第149章 第四幕雪夜有相逢(1 / 1)
此時距離蕭思鈺他們離開荊州已經五日,他們離開了周王的封地,此時已經到了豫州,他們在庸州追上了永琳的車隊,之後馬不停蹄的奔走了幾日,一路上經過的城鎮都不做停留,如今這汝州離東都不過七八日路程,大家一顆懸著的心總算安穩了些,車隊在城外紮營,打算修整一日再走。
“來來來,皇姐、葉師父、晉王、何將軍一起吃,一起吃,馬上可就過年了啊!我們也熱鬧熱鬧!”
蕭思鈺在帳篷中弄了一個火盆,拉著大家一起吃火鍋,想著這幾日都在趕路,恐怕來不及在過年之前到達東都了,就當提前過個年了。
全車隊的人都開始準備年夜飯了,數千人一起過年,到也熱鬧的很。
“吃火鍋最好,喜歡吃什麼就往裡面一放!簡單,爽快!”
蕭思鈺夾起一塊羊肉就往嘴裡一塞,馬上燙的叫出來:“哎喲,哎呦,太燙了!”
眾人看著發笑,永琳小心的挑出一塊肉,放在了拓跋宏的碟中:“殿下,可以了,請用。”
“公主你也吃。”
拓跋宏微微點點頭,蕭琳兒笑的面露春光。
葉落河看在眼裡,也不說話,低頭吃東西,蕭思鈺看著二人,抿嘴道:“嗯,堂姐、三哥,你們兩人?什麼個情況?”
“小屁孩,管的寬,吃的你。”
蕭琳兒夾起一塊肉塞在蕭思鈺嘴裡,差點沒給他噎著。
“不對,不對,堂姐你莫不是看上三哥了吧?”
“這可如何是好啊!還沒到東都,太子的側妃就丟了!”
蕭思鈺故意搗亂。
“小鈺你胡說什麼,陛下只說讓我陪嫁過來,又沒有點名嫁給太子。”
蕭琳兒委屈的說著,有那目光看向拓跋宏求救。
“七弟,別為難你皇姐了,我也是魏國的皇子,有意向父皇求娶你皇姐做我的晉王妃,你皇姐也是同意的。”
拓跋宏急忙為蕭琳兒解圍。
見晉王如此表態,蕭琳兒滿心歡喜。
葉落河聽拓跋宏如此說,心中大定,開口道:“恭喜殿下,稍後殿下可來吾帳中,吾有些話可讓殿下的心願早日達成。”
葉落河這話讓拓跋宏心聲警覺:“葉先生,此事還有變故?”
葉落河笑道:“放心,定能圓滿。”
兩人說話聲音不大,大家依然開心吃喝,氣氛融洽,只是拓跋宏心中暗暗有些擔憂。
.......
此時有侍衛入帳內稟報:“晉王殿下,營外有位行腳僧人,說是殿下故人,欲求見殿下,不知是否放他入營。”
行腳的僧人,拓跋宏想了想,突然坐起來:“哎呀,是老師來了!”
急忙起身往外走去。
眾人有些吃驚,和尚,還是晉王的師父,何人呢?
只有葉落河猜到了,於是也叫上眾人:“確實是貴客到了,一起出去迎迎吧。”
說罷拉著大家一起出了帳篷。
見一身穿百衲衣怒目慈悲的中年和尚走來,拓跋宏一見,急忙上前,跪下,和尚用手撫其頂,唸了一段經書,再讓他起來。
蕭思鈺問葉落河:“葉師父,這和尚是誰啊?”
葉落河答:“魏國國師,天龍寺主持,大法師智信,因為自幼給皇子講經說法,北朝諸皇子皆稱老師。”
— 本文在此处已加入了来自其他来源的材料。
use serde::{Deserialize, Serialize};

use crate::constants::*;
use crate::models::{fresh_id, Node, NodeData, NodeKind, Position};

/// Fluent builder for canvas nodes.  The payload (and therefore the node
/// type) is fixed up front so a half-formed node can never be built.
pub struct NodeBuilder {
    id: Option<String>,
    data: NodeData,
    name: Option<String>,
    position: Option<Position>,
    disabled: bool,
}

impl NodeBuilder {
    pub fn from_data(data: NodeData) -> Self {
        Self {
            id: None,
            data,
            name: None,
            position: None,
            disabled: false,
        }
    }

    pub fn agent() -> Self {
        Self::from_data(NodeData::Agent {
            model_node_id: None,
            tool_node_ids: Vec::new(),
            system_prompt: None,
        })
    }

    pub fn chat_trigger() -> Self {
        Self::from_data(NodeData::ChatTrigger { public: false })
    }

    pub fn messaging_trigger(platform: &str) -> Self {
        Self::from_data(NodeData::MessagingTrigger {
            platform: platform.to_string(),
        })
    }

    /// Chat-model display companion for `owner_id`.
    pub fn chat_model(owner_id: &str) -> Self {
        Self::from_data(NodeData::ChatModel {
            owner_id: owner_id.to_string(),
            provider: DEFAULT_MODEL_PROVIDER.to_string(),
            model: DEFAULT_MODEL.to_string(),
        })
    }

    pub fn tool(owner_id: &str, tool_name: &str) -> Self {
        Self::from_data(NodeData::ToolDisplay {
            owner_id: owner_id.to_string(),
            tool_name: tool_name.to_string(),
        })
    }

    pub fn id(mut self, id: impl Into<String>) -> Self {
        self.id = Some(id.into());
        self
    }

    pub fn name(mut self, name: impl Into<String>) -> Self {
        self.name = Some(name.into());
        self
    }

    pub fn at(mut self, x: f64, y: f64) -> Self {
        self.position = Some(Position::new(x, y));
        self
    }

    pub fn position(mut self, position: Option<Position>) -> Self {
        self.position = position;
        self
    }

    pub fn disabled(mut self, disabled: bool) -> Self {
        self.disabled = disabled;
        self
    }

    /// Finalize node creation.  The node's `connectors` map is left empty;
    /// the graph fills it in when the node joins a canvas.
    pub fn build(self) -> Node {
        let name = self.name.unwrap_or_else(|| default_name(&self.data));
        let id = self.id.unwrap_or_else(|| fresh_id("node"));
        let mut node = Node::new(id, name, self.data);
        node.position = self.position;
        node.disabled = self.disabled;
        node
    }
}

fn default_name(data: &NodeData) -> String {
    match data {
        NodeData::Agent { .. } => DEFAULT_AGENT_NAME.to_string(),
        NodeData::ChatModel { model, .. } => {
            if model.is_empty() {
                DEFAULT_CHAT_MODEL_NAME.to_string()
            } else {
                model.clone()
            }
        }
        NodeData::ToolDisplay { tool_name, .. } => tool_name.clone(),
        NodeData::ChatTrigger { .. } => DEFAULT_CHAT_TRIGGER_NAME.to_string(),
        NodeData::MessagingTrigger { .. } => DEFAULT_MESSAGING_TRIGGER_NAME.to_string(),
    }
}

/// Host request to place a new node (palette selection).
#[derive(Clone, Debug, PartialEq, Serialize, Deserialize)]
#[serde(rename_all = "camelCase")]
pub struct NodeSpec {
    pub data: NodeData,
    #[serde(default)]
    pub name: Option<String>,
    /// Omitted: next free grid cell (or the companion anchor).
    #[serde(default)]
    pub position: Option<Position>,
}

impl NodeSpec {
    pub fn new(data: NodeData) -> Self {
        Self {
            data,
            name: None,
            position: None,
        }
    }

    pub fn at(mut self, x: f64, y: f64) -> Self {
        self.position = Some(Position::new(x, y));
        self
    }

    pub fn kind(&self) -> NodeKind {
        self.data.kind()
    }

    pub fn into_builder(self) -> NodeBuilder {
        let builder = NodeBuilder::from_data(self.data).position(self.position);
        match self.name {
            Some(name) => builder.name(name),
            None => builder,
        }
    }
}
蕭思鈺恍然大悟:“原來如此,不過也不像個高人的樣子啊,還沒有小天師賣相好看。”
葉落河瞪了他一眼:“又說瘋話!”
蕭思鈺急忙捂住自己的嘴。
“老師,您如何到了這裡?”
拓跋宏手牽著智信欲往裡走.
智信笑答:“三殿下,你知道我每年皆會行腳超度,走到此地,心念你應該在此,這便過來一見。”
拓跋宏拉著智信到眾人面前一一介紹:“老師,我為您介紹。這位是我的義弟大梁七皇子雍王殿下,這位是大梁陛下的侄女永琳公主,這位是梁國太子少傅葉落河先生,這位是護衛統領何元郎將軍。”
眾人皆上前行禮,智信雙手合十誦唸佛號行禮,然後笑道:“馬上要過年了,你們聚在一起也是有緣分了,可否也請我老和尚一起用用膳呢?我可聞到羊肉的味道了!”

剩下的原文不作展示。